Dünya Hukuk Günü nedeniyle yazılı bir açıklama yapan CHP Karacabey İlçe Başkanı Süleyman Tuğ, ‘Hukuk Devleti’ kavramının bünyesinde pek çok tanımlayıcı öğeyi de barındırdığını belirterek, “Bunlardan belki de en önde geleni, devletin hukuka bağlı olması ve hatta siyasal meşruiyetin hukuk aracılığıyla sağlanmasıdır.” dedi.
Yasaların ‘haksızlık düzeni’nin maşası haline getirebileceğine dikkat çeken Başkan Tuğ, “Böylece Nazi rejimine ithafen Gustav Radbruch’un “yasal haksızlık” deyimi kana ve cana bürünebilir, zira Naziler pek çok insanlık suçunu yasal dayanaklar oluşturarak işlemişlerdir.” ifadesini kullandı.

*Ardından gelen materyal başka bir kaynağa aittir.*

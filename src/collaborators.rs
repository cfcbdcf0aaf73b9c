//! Ports the core depends on but does not implement: the host process
//! supplies concrete adapters (a real database driver, a web server that
//! forwards `ScanEvent`s, a persistence layer). Framework DI is replaced by
//! explicit constructor wiring — there is no container, only these five
//! traits and whatever `Arc<dyn Trait>` the caller passes to
//! `ScanOrchestrator::new`.

use crate::domain::{Column, Schema};
use crate::error::{ConnectivityError, SamplingError};
use async_trait::async_trait;
use std::collections::HashMap;

/// Opaque row value as read off the wire by the connector; the sampler
/// coerces it into a `SampleValue` after the fact.
#[derive(Debug, Clone)]
pub enum RawValue {
    Null,
    Text(String),
    Number(f64),
    Boolean(bool),
}

/// Borrows a connection and executes prepared statements against it.
/// Real implementations wrap a pooled DB driver; the core never owns a
/// concrete driver type.
#[async_trait]
pub trait Connector: Send + Sync {
    /// Executes `sql` and returns one column's worth of rows (the sampler
    /// only ever issues single-column sampling queries).
    async fn query_column(
        &self,
        connection_id: &str,
        sql: &str,
    ) -> Result<Vec<RawValue>, ConnectivityError>;

    /// `SELECT COUNT(*)`-style row count, used by
    /// `determineOptimalSampleSize`. Failure here is non-fatal — callers
    /// fall back to the configured default size.
    async fn row_count(&self, connection_id: &str, sql: &str) -> Result<u64, ConnectivityError>;

    /// The database product name as reported by the driver (e.g.
    /// `"PostgreSQL"`), used to select a `Dialect`.
    async fn database_product_name(
        &self,
        connection_id: &str,
    ) -> Result<String, ConnectivityError>;
}

/// Produces a fully-populated `Schema` graph. Metadata-extraction SQL
/// (per-dialect comment/FK queries) lives entirely on the implementation's
/// side; the core only ever consumes the resulting graph.
#[async_trait]
pub trait MetadataExtractor: Send + Sync {
    async fn extract_schema(
        &self,
        connection_id: &str,
        included_schemas: &[String],
        included_tables: &[String],
        excluded_tables: &[String],
    ) -> Result<Schema, ConnectivityError>;
}

/// Entity returned by the external NER HTTP service for one input text.
#[derive(Debug, Clone)]
pub struct NerEntity {
    pub text: String,
    pub label: String,
    pub score: f64,
}

/// Abstraction over the external NER HTTP service, so the detection
/// pipeline can be tested against a mock without a live endpoint. The
/// production implementation (`detection::ner::HttpNerClient`) owns the
/// retry/circuit-breaker behavior; this trait is just the raw call.
#[async_trait]
pub trait NerClient: Send + Sync {
    async fn detect_entities(
        &self,
        column: &str,
        texts: &[String],
    ) -> Result<Vec<NerEntity>, crate::error::NerError>;
}

/// Sink for `ScanEvent`s. The production implementation fans these out to
/// an HTTP/WebSocket layer that is out of scope here; the core only
/// publishes.
pub trait EventSink: Send + Sync {
    fn publish(&self, event: crate::orchestrator::events::ScanEvent);
}

/// Persistence for completed reports. Out of scope beyond this
/// interface — no ORM, no schema migration, lives entirely on the host.
#[async_trait]
pub trait Store: Send + Sync {
    async fn save_report(&self, report: &crate::report::ScanReport) -> Result<(), ConnectivityError>;
}

/// Convenience bundle so `ScanOrchestrator::new` takes one argument instead
/// of five.
pub struct Collaborators {
    pub connector: std::sync::Arc<dyn Connector>,
    pub metadata: std::sync::Arc<dyn MetadataExtractor>,
    pub ner: std::sync::Arc<dyn NerClient>,
    pub events: std::sync::Arc<dyn EventSink>,
    pub store: std::sync::Arc<dyn Store>,
}

/// Columns indexed by id, as handed from schema to sampler to pipeline.
pub type ColumnIndex = HashMap<crate::domain::ColumnId, Column>;
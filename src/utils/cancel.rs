//! Cooperative cancellation token: a shutdown flag (`Arc<AtomicBool>`)
//! shared with every background task, plus a `Notify` so a waiting
//! suspension point can wake immediately instead of polling on an
//! interval.

use std::sync::Arc;
use std::sync::atomic::{AtomicBool, Ordering};
use tokio::sync::Notify;

#[derive(Clone, Default)]
pub struct CancelToken {
    cancelled: Arc<AtomicBool>,
    notify: Arc<Notify>,
}

impl CancelToken {
    pub fn new() -> Self {
        Self::default()
    }

    pub fn cancel(&self) {
        self.cancelled.store(true, Ordering::SeqCst);
        self.notify.notify_waiters();
    }

    pub fn is_cancelled(&self) -> bool {
        self.cancelled.load(Ordering::SeqCst)
    }

    /// Suspends until either cancellation fires or `fut` resolves,
    /// whichever comes first. Every suspension point a scan passes through
    /// (permit acquisition, query execution, NER call, event publication)
    /// should race its future against this.
    pub async fn race<F, T>(&self, fut: F) -> Option<T>
    where
        F: std::future::Future<Output = T>,
    {
        // Register interest before checking the flag so a `cancel()` that
        // lands between the check and the await below is never missed.
        let notified = self.notify.notified();
        tokio::pin!(notified);
        if self.is_cancelled() {
            return None;
        }
        tokio::select! {
            _ = &mut notified => None,
            result = fut => Some(result),
        }
    }
}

Modern hukukun din ve siyasete bağımlı olmadığını, rasyonel, keyfiyet arz etmeyen ve özerk bir alanda varlık kazanması gerektiğini vurgulayan CHP İlçe Başkanı Süleyman Tuğ, şunları kaydetti: “İspanya Kralı Ferdinand; “Kral olmasına Kralım, bunda kuşku yok ama her aklıma eseni de yapamam ya…” derken, kendisinin bile uymakla yükümlü olduğu hukuk kuralları olmalı diyordu. Günümüzde ne yazık ki haklının güçlü olduğu değil, güçlünün haklı olduğu bir süreç yaşanmaktadır. Honore de Balzac’ın “yasalar örümcek ağı gibidir, büyük sinekler deler geçer, küçükler ise takılır kalır” sözünü yaşayarak görmekteyiz. Ergenekon, Balyoz, 3 Temmuz Şike kumpası vb. davalarını unutmadık. İktidara muhalif gazetecilerin, politikacıların, aydınların, öğrencilerin uydurma sebeplerle tutuklandığı, iddianamelerin aylarca yazılmadığı, gizlilik kararıyla sanık ve sanık avukatlarının dava dosyalarına ulaşamadığı günleri hala yaşamaktayız. Hak-Hukuk-Adalet arayışı için 450 Km. yürünen bir ülke olmaktan hala çıkamadık. Türkiye kanun devleti değil hukuk devleti olmak zorundadır. ABD Başkanı’nın “Kimse getiremedi, ben Erdoğan’la konuştum, 24 saat sonra rahip Bronson oval ofisteydi” demesi bile yargının içler acısı durumunu ortaya koymaktadır. Ergenekon-Balyoz-Şike davalarında olduğu gibi kumpasların kurulmadığı günler diler, Dünya Hukuk Günü’nü kutlarız.”